Anatomia di un presagio

È un uomo in ombra. È l'ombra di un uomo. Ma esiste. C'è! Come Dio sulle autostrade. O, come Dio, tanto l'ho immaginato e demonizzato, che ho finito col farlo esistere veramente. Comunque è lì, da qualche parte: dietro una finestra, un edificio, qualcosa... E mi guarda, mi segue, mi osserva, mi spia. Sa chi sono, perché sono qui...
È successo questa notte, quando il sogno un'altra volta si è arreso ai miei tornanti e, virando le sue braccia di paesaggi intrusi, ha sguainato la lingua assorbendo fiotti di saliva e di presagi.
Io ero immobile. Il mio corpo lucido, patinato, trasformato in una raccolta di Playman, prigioniero sopra lo scaffale di una libreria d'antiquariato, nascosto tra il terzo e il quarto volume dell'Enciclopedia Britannica e, sopra, occultato da decine e decine di mucchietti della Selezione Reader's Digest.
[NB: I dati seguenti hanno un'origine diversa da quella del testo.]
//! Simulation engine: the core of the game.
//!
//! `SimulationEngine` owns the entity registry and the player, processes
//! player commands, runs all systems, and produces `GameStateSnapshot`s.
//! Completely headless, enabling deterministic testing.

use std::collections::VecDeque;

use rand::SeedableRng;
use rand_chacha::ChaCha8Rng;

use arena_core::commands::PlayerCommand;
use arena_core::components::Bullet;
use arena_core::config::SimConfig;
use arena_core::constants::FIRST_LEVEL;
use arena_core::enums::GamePhase;
use arena_core::error::ArenaError;
use arena_core::events::{GameEvent, SoundCue};
use arena_core::state::{GameStateSnapshot, ScoreView};
use arena_core::types::{Obstacle, SimTime};

use crate::level::{self, FlowTrigger, LevelPlan};
use crate::player::Player;
use crate::registry::Registry;
use crate::systems;
use crate::world_setup;

/// The simulation engine. Owns the registry, the player, and all sim state.
pub struct SimulationEngine {
    registry: Registry,
    player: Player,
    time: SimTime,
    phase: GamePhase,
    level: u32,
    config: SimConfig,
    rng: ChaCha8Rng,
    command_queue: VecDeque<PlayerCommand>,
    sound_cues: Vec<SoundCue>,
    events: Vec<GameEvent>,
    score: ScoreView,
}

impl SimulationEngine {
    /// Create a new simulation engine with the given config. Starts at the menu.
    pub fn new(config: SimConfig) -> Self {
        Self {
            registry: Registry::new(world_setup::arena_obstacles()),
            player: Player::new(),
            time: SimTime::default(),
            phase: GamePhase::default(),
            level: FIRST_LEVEL,
            rng: ChaCha8Rng::seed_from_u64(config.seed),
            config,
            command_queue: VecDeque::new(),
            sound_cues: Vec::new(),
            events: Vec::new(),
            score: ScoreView::default(),
        }
    }

    /// Queue a player command for processing at the next tick boundary.
    /// Structurally invalid commands are rejected here and never queued.
    pub fn queue_command(&mut self, command: PlayerCommand) -> Result<(), ArenaError> {
        command.validate()?;
        self.command_queue.push_back(command);
        Ok(())
    }

    /// Queue multiple commands, stopping at the first malformed one.
    pub fn queue_commands(
        &mut self,
        commands: impl IntoIterator<Item = PlayerCommand>,
    ) -> Result<(), ArenaError> {
        for command in commands {
            self.queue_command(command)?;
        }
        Ok(())
    }

    /// Advance the simulation by one tick and return the resulting snapshot.
    ///
    /// Order: queued commands, enemy AI, ballistics, powerup expiry, level
    /// completion. Outside `Playing` only commands are processed and time
    /// stands still.
    pub fn tick(&mut self) -> GameStateSnapshot {
        self.process_commands();

        if self.phase == GamePhase::Playing {
            self.run_systems();
            self.time.advance();
        }

        let sound_cues = std::mem::take(&mut self.sound_cues);
        let events = std::mem::take(&mut self.events);
        systems::snapshot::build_snapshot(
            &self.registry,
            &self.player,
            &self.time,
            self.phase,
            self.level,
            sound_cues,
            events,
            &self.score,
        )
    }

    /// Get the current game phase.
    pub fn phase(&self) -> GamePhase {
        self.phase
    }

    /// Get the current level number.
    pub fn level(&self) -> u32 {
        self.level
    }

    /// Get the current simulation time.
    pub fn time(&self) -> SimTime {
        self.time
    }

    pub fn config(&self) -> &SimConfig {
        &self.config
    }

    pub fn player(&self) -> &Player {
        &self.player
    }

    /// Get a read-only reference to the entity registry.
    pub fn registry(&self) -> &Registry {
        &self.registry
    }

    /// Static obstacles; fetched once by presentation.
    pub fn obstacles(&self) -> &[Obstacle] {
        self.registry.obstacles()
    }

    #[cfg(test)]
    pub fn player_mut(&mut self) -> &mut Player {
        &mut self.player
    }

    #[cfg(test)]
    pub fn registry_mut(&mut self) -> &mut Registry {
        &mut self.registry
    }

    /// Process all queued commands. Commands the current phase does not
    /// accept are dropped.
    fn process_commands(&mut self) {
        while let Some(command) = self.command_queue.pop_front() {
            if let Err(err) = self.handle_command(command) {
                log::debug!("ignored command: {err}");
            }
        }
    }

    /// Handle a single player command.
    fn handle_command(&mut self, command: PlayerCommand) -> Result<(), ArenaError> {
        match command {
            PlayerCommand::Start => self.transition(FlowTrigger::Start),
            PlayerCommand::Restart => self.transition(FlowTrigger::Restart),
            PlayerCommand::Continue => self.transition(FlowTrigger::Continue),
            PlayerCommand::ReturnToMenu => self.transition(FlowTrigger::ReturnToMenu),
            PlayerCommand::MoveDirection { dx, dz } => {
                self.require_playing("MoveDirection")?;
                systems::player_movement::try_move(
                    &mut self.player,
                    dx,
                    dz,
                    self.registry.obstacles(),
                );
                Ok(())
            }
            PlayerCommand::Aim { direction } => {
                self.require_playing("Aim")?;
                if let Some(facing) = direction.try_normalize() {
                    self.player.facing = facing;
                }
                Ok(())
            }
            PlayerCommand::SwitchWeapon { weapon } => {
                self.require_playing("SwitchWeapon")?;
                self.player.arsenal.switch_weapon(weapon);
                Ok(())
            }
            PlayerCommand::Fire => {
                self.require_playing("Fire")?;
                self.fire();
                Ok(())
            }
            PlayerCommand::CollectPowerup { powerup_id } => {
                self.require_playing("CollectPowerup")?;
                let collected = systems::powerups::collect(
                    &mut self.registry,
                    &mut self.player,
                    powerup_id,
                    &mut self.events,
                    &mut self.sound_cues,
                );
                match collected {
                    Some(_) => self.score.powerups_collected += 1,
                    None => log::debug!("powerup {} is gone", powerup_id.0),
                }
                Ok(())
            }
        }
    }

    fn require_playing(&self, command: &'static str) -> Result<(), ArenaError> {
        if self.phase == GamePhase::Playing {
            Ok(())
        } else {
            Err(ArenaError::InvalidCommand {
                command,
                phase: self.phase,
            })
        }
    }

    /// Fire the equipped weapon along the player's facing.
    fn fire(&mut self) {
        let weapon = self.player.arsenal.current();
        if self.player.arsenal.fire(weapon, self.time.now_millis()) {
            self.registry.spawn_bullet(
                self.player.position,
                Bullet {
                    direction: self.player.facing,
                    weapon,
                    damage: weapon.weapon().damage,
                },
            );
            self.score.shots_fired += 1;
            self.sound_cues.push(SoundCue::Shoot);
        } else if self.player.arsenal.ammo(weapon) == 0 {
            self.sound_cues.push(SoundCue::Empty);
        }
    }

    /// Apply a state-machine trigger and its side effects.
    fn transition(&mut self, trigger: FlowTrigger) -> Result<(), ArenaError> {
        let from = self.phase;
        let to = level::next_phase(from, trigger).ok_or(ArenaError::InvalidCommand {
            command: trigger.name(),
            phase: from,
        })?;

        match trigger {
            FlowTrigger::Start => {
                self.level = FIRST_LEVEL;
                self.player.reset();
                self.score = ScoreView::default();
            }
            FlowTrigger::Restart => self.player.reset(),
            FlowTrigger::Continue => {
                self.level += 1;
                self.player.respawn();
            }
            FlowTrigger::PlayerDied => self.sound_cues.push(SoundCue::GameOver),
            FlowTrigger::EnemiesCleared | FlowTrigger::ReturnToMenu => {}
        }

        // Enemies, bullets, and powerups exist only while Playing.
        self.registry.clear();
        self.phase = to;
        log::info!("{from} -> {to} (level {})", self.level);
        self.events.push(GameEvent::PhaseChanged {
            from,
            to,
            level: self.level,
        });

        if to == GamePhase::Playing {
            self.populate_level();
        }
        Ok(())
    }

    fn populate_level(&mut self) {
        let plan = LevelPlan::for_level(self.level);
        world_setup::populate_level(
            &mut self.registry,
            &mut self.rng,
            &plan,
            self.time.tick,
            self.config.reject_obstacle_spawns,
        );
        log::info!(
            "level {} started: {} enemies, {} powerups",
            plan.level,
            plan.enemy_count,
            plan.powerup_count
        );
        self.events.push(GameEvent::LevelStarted {
            level: plan.level,
            enemies: plan.enemy_count as u32,
            powerups: plan.powerup_count as u32,
        });
    }

    /// Run all systems in order.
    fn run_systems(&mut self) {
        // 1. Enemy AI (pursuit, attacks)
        systems::enemy_ai::run(
            &mut self.registry,
            &mut self.player,
            &mut self.rng,
            self.config.attack,
            self.time.tick,
            &mut self.events,
        );
        // A dead player ends the tick here.
        if self.player.is_dead() {
            self.internal_transition(FlowTrigger::PlayerDied);
            return;
        }
        // 2. Ballistics (advance, hit, expire)
        let outcome =
            systems::ballistics::run(&mut self.registry, &mut self.events, &mut self.sound_cues);
        self.score.enemies_killed += outcome.kills;
        // 3. Powerup despawn
        systems::powerups::expire(&mut self.registry, self.time.tick, &mut self.events);
        // 4. Level completion
        if self.registry.enemy_count() == 0 {
            self.internal_transition(FlowTrigger::EnemiesCleared);
        }
    }

    fn internal_transition(&mut self, trigger: FlowTrigger) {
        if let Err(err) = self.transition(trigger) {
            log::error!("{err}");
        }
    }
}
Lui camminava nervoso avanti e indietro. Guardava continuamente il telefono come se aspettasse la chiamata di qualcuno poi, di tanto in tanto, mi estraeva dalla mensola e, sfogliandomi le pagine d'epidermide sinuosa, scendeva con le dita a governare la turgidità del sesso. Poi il telefono ha squillato. Lui si è precipitato.
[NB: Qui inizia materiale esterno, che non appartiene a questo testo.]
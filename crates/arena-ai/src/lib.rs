//! Enemy AI for the arena.
//!
//! Pure decision functions for enemy pursuit and attacks.
//! No ECS dependency: operates on plain data; the simulation applies
//! the results to its world.

pub mod attack;
pub mod pursuit;

pub use arena_core as core;
//! Core types and definitions for the arena simulation.
//!
//! This crate defines the vocabulary shared across all other crates:
//! vector math, components, commands, state snapshots, events, the weapon
//! catalog, configuration, and constants. It has no dependency on any
//! runtime framework.

pub mod commands;
pub mod components;
pub mod config;
pub mod constants;
pub mod enums;
pub mod error;
pub mod events;
pub mod state;
pub mod types;
pub mod weapons;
"Finalmente," ha detto. "Certo, certo, lo faccia passare.". E proprio in quell'istante ho varcato la soglia, sfoggiando sembianze decisamente più umane -anche se alcune pose osé, durante il presumibile trasporto, mi erano rimaste incollate creandomi un vestiario inusuale: un po' Moschino, un po' Kenzo.
Dentro, il grigio sovrastava e, nella penombra, si mischiava con il nero dettando forme e regole ai contorni delle tenebre.
"Ivano Mimosa?".
La voce greve e celata, ma da qualche parte doveva pur arrivare.
"Eccomi," ho detto, gettando gli occhi verso il baluginìo del suono, cercando di focalizzarne il viso, aspettando che le pupille si dilatassero adattandosi all'assenza della luce.
"Avanti. Entri. Non la mangia mica nessuno.".